■ Work order
After locating the line that contains "use std::collections::HashMap;" in the data below, set down exactly that line and each one after it through the line that contains "#[derive(Debug, Clone, Default)]", and nothing more.

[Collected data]
== Segment start ==
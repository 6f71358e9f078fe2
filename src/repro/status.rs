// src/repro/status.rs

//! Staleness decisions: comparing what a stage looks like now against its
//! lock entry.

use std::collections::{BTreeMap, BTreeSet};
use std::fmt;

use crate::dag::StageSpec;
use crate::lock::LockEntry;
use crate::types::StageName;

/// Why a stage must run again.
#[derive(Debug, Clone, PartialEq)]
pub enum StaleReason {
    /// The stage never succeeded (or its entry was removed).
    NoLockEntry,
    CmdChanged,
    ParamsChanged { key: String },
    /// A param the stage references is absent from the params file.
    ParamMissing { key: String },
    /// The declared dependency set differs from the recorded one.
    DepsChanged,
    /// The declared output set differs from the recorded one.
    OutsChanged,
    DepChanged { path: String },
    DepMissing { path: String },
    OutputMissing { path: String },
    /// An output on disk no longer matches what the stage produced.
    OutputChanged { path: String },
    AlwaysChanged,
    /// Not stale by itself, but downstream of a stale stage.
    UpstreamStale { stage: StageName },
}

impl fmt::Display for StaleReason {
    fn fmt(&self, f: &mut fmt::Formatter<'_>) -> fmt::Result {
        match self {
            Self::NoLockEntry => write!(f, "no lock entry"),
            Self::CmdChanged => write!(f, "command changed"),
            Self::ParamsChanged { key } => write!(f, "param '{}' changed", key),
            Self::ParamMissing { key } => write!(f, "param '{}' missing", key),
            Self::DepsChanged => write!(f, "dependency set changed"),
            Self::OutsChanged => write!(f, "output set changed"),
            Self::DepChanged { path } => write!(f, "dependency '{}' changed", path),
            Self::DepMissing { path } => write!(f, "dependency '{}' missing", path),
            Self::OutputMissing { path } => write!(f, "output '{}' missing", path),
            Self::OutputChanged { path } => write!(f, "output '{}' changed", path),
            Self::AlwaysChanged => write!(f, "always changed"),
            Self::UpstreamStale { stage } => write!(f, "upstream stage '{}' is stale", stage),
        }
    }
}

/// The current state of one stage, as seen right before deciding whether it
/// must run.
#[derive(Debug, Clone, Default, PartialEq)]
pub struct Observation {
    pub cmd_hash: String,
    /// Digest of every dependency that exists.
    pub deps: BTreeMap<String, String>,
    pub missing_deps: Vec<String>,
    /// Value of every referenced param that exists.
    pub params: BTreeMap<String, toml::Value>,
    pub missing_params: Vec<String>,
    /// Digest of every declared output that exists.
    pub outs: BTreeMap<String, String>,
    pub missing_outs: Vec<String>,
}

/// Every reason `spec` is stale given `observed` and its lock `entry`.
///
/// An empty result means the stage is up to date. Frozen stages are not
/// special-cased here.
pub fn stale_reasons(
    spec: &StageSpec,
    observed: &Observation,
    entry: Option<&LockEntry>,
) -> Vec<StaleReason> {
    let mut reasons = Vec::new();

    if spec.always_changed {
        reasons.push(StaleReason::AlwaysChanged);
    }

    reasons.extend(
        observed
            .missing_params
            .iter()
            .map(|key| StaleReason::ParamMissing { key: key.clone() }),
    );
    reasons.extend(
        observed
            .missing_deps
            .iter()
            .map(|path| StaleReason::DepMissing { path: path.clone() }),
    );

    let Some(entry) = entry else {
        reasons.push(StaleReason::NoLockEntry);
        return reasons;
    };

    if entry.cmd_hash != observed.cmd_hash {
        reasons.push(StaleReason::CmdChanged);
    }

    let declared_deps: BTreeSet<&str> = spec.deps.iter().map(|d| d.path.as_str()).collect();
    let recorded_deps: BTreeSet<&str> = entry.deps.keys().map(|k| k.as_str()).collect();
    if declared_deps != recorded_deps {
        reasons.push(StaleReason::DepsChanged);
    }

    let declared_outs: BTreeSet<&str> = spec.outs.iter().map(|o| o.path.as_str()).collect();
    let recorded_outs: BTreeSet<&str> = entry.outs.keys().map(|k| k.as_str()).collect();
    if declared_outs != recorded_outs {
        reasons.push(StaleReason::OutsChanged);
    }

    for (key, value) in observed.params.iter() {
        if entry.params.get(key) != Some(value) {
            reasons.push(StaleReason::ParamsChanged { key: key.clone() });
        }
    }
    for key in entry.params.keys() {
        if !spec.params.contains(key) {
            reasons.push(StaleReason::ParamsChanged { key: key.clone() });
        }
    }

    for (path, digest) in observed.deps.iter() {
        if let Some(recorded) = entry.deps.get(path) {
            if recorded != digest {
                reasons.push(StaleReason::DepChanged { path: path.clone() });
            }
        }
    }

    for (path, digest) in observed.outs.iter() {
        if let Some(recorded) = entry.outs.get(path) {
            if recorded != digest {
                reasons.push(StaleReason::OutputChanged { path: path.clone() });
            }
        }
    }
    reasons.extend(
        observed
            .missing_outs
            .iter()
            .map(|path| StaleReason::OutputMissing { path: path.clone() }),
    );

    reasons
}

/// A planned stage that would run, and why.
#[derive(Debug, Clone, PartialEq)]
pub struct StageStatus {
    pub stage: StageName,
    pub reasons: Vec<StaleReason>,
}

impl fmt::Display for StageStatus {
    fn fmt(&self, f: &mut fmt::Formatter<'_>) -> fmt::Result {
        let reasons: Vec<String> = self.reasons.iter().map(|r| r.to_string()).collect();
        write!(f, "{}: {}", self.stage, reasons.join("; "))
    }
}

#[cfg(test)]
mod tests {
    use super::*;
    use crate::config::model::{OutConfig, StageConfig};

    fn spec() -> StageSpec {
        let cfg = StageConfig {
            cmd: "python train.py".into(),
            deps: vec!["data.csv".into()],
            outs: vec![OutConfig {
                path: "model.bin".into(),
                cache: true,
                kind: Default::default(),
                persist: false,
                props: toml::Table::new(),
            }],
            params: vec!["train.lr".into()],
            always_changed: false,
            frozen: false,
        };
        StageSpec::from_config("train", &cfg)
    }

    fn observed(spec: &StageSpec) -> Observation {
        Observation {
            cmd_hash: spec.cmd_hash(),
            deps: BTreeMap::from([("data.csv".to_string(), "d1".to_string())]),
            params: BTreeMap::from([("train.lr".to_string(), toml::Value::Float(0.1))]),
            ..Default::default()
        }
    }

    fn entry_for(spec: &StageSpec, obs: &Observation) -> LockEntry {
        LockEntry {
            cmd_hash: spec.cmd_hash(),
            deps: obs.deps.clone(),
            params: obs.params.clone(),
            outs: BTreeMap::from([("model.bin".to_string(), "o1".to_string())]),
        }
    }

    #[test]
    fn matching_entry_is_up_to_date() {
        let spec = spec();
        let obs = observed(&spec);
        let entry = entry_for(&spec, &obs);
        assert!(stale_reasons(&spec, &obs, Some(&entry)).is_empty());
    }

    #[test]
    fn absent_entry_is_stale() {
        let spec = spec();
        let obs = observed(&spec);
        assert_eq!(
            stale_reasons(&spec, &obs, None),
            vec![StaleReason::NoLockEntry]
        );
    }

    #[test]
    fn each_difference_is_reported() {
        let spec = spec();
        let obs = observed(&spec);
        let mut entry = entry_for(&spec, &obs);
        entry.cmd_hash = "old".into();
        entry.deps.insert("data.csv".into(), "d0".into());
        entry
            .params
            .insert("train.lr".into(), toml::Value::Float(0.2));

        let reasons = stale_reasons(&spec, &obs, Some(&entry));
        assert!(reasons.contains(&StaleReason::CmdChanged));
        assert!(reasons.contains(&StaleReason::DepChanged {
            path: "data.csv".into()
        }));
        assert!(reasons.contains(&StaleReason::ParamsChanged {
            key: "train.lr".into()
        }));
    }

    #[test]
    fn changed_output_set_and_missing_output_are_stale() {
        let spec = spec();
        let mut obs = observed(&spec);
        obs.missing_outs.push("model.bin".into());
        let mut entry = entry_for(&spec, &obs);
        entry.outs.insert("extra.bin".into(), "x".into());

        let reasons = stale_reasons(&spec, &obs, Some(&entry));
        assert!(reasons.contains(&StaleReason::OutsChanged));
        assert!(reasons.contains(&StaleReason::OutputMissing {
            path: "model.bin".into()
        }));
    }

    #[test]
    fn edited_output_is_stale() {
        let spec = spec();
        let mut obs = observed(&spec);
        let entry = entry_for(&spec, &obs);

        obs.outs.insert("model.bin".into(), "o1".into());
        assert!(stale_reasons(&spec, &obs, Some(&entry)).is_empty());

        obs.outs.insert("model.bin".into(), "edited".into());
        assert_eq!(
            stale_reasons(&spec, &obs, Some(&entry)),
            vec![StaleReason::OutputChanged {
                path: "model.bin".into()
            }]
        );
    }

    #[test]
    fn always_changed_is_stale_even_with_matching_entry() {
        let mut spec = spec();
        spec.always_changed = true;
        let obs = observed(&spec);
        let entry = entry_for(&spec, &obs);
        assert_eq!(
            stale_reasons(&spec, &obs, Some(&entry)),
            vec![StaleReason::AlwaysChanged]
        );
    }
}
== Segment end ==
== Segment start ==
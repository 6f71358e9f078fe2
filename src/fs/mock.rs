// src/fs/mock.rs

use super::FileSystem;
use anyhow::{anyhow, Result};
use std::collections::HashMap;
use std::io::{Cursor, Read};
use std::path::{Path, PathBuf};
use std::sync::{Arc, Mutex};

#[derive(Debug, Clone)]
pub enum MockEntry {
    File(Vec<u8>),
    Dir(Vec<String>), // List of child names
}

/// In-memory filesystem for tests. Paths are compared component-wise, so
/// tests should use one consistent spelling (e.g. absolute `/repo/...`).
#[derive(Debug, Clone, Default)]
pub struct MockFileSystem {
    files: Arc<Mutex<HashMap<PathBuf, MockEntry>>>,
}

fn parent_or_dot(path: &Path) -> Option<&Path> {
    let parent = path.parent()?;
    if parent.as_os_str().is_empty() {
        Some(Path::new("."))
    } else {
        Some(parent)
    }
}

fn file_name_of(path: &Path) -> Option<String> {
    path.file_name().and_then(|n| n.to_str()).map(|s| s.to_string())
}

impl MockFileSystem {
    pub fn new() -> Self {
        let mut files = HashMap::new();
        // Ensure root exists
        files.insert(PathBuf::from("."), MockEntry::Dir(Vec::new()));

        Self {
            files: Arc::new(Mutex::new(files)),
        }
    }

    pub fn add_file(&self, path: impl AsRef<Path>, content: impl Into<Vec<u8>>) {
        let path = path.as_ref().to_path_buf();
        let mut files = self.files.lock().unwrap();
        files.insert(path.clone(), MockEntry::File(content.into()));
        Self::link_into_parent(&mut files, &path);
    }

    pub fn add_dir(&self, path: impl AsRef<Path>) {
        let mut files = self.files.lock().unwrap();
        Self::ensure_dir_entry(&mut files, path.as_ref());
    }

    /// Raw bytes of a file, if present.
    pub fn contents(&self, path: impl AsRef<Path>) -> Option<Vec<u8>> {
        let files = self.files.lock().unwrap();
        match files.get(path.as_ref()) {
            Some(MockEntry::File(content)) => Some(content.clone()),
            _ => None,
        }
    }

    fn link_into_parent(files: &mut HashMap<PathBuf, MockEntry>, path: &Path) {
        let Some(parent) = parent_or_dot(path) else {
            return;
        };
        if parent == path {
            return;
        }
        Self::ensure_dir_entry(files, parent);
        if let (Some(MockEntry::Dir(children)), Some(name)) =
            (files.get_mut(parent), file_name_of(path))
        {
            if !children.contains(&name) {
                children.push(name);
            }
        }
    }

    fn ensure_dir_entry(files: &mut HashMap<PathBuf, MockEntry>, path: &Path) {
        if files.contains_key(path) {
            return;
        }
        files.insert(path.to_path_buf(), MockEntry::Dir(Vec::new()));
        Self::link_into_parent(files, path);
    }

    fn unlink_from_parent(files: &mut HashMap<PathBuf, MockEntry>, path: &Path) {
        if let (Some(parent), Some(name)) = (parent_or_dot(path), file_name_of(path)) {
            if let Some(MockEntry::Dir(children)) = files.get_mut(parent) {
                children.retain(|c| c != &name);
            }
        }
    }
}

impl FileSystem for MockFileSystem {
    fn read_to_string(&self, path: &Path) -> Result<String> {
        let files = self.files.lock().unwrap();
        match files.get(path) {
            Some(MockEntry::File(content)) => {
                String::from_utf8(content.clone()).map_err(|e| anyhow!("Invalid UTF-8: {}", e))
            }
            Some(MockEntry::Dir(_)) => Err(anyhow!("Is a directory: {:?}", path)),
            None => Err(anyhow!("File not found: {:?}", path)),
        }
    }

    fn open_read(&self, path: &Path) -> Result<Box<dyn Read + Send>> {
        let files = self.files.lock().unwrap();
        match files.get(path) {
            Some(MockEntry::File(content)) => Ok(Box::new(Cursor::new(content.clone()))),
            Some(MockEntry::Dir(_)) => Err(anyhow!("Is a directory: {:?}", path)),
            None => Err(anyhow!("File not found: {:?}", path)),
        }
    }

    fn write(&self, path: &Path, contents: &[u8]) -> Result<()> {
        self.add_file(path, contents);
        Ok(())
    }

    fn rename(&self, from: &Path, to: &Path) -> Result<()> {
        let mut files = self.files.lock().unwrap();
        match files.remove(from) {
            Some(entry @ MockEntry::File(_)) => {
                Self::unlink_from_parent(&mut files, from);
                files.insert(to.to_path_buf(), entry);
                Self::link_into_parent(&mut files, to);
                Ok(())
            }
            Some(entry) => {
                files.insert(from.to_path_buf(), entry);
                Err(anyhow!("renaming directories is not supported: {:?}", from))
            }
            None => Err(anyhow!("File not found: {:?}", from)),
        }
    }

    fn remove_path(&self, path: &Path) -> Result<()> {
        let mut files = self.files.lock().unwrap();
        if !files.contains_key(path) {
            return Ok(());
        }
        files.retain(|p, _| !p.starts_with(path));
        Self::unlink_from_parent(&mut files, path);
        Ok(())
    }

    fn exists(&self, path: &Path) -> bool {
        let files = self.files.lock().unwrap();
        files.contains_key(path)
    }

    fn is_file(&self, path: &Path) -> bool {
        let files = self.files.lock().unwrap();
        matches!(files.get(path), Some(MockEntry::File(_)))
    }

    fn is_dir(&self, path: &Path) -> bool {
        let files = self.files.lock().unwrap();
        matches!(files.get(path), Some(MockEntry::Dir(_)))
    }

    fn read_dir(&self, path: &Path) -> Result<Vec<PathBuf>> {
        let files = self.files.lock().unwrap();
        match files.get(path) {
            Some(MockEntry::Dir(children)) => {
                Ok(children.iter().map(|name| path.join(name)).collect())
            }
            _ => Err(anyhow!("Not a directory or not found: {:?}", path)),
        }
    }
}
== Segment end ==
■ Reply
use std::collections::HashMap;
use std::io::{Cursor, Read};
use std::path::{Path, PathBuf};
use std::sync::{Arc, Mutex};

#[derive(Debug, Clone)]
pub enum MockEntry {
    File(Vec<u8>),
    Dir(Vec<String>), // List of child names
}

/// In-memory filesystem for tests. Paths are compared component-wise, so
/// tests should use one consistent spelling (e.g. absolute `/repo/...`).
#[derive(Debug, Clone, Default)]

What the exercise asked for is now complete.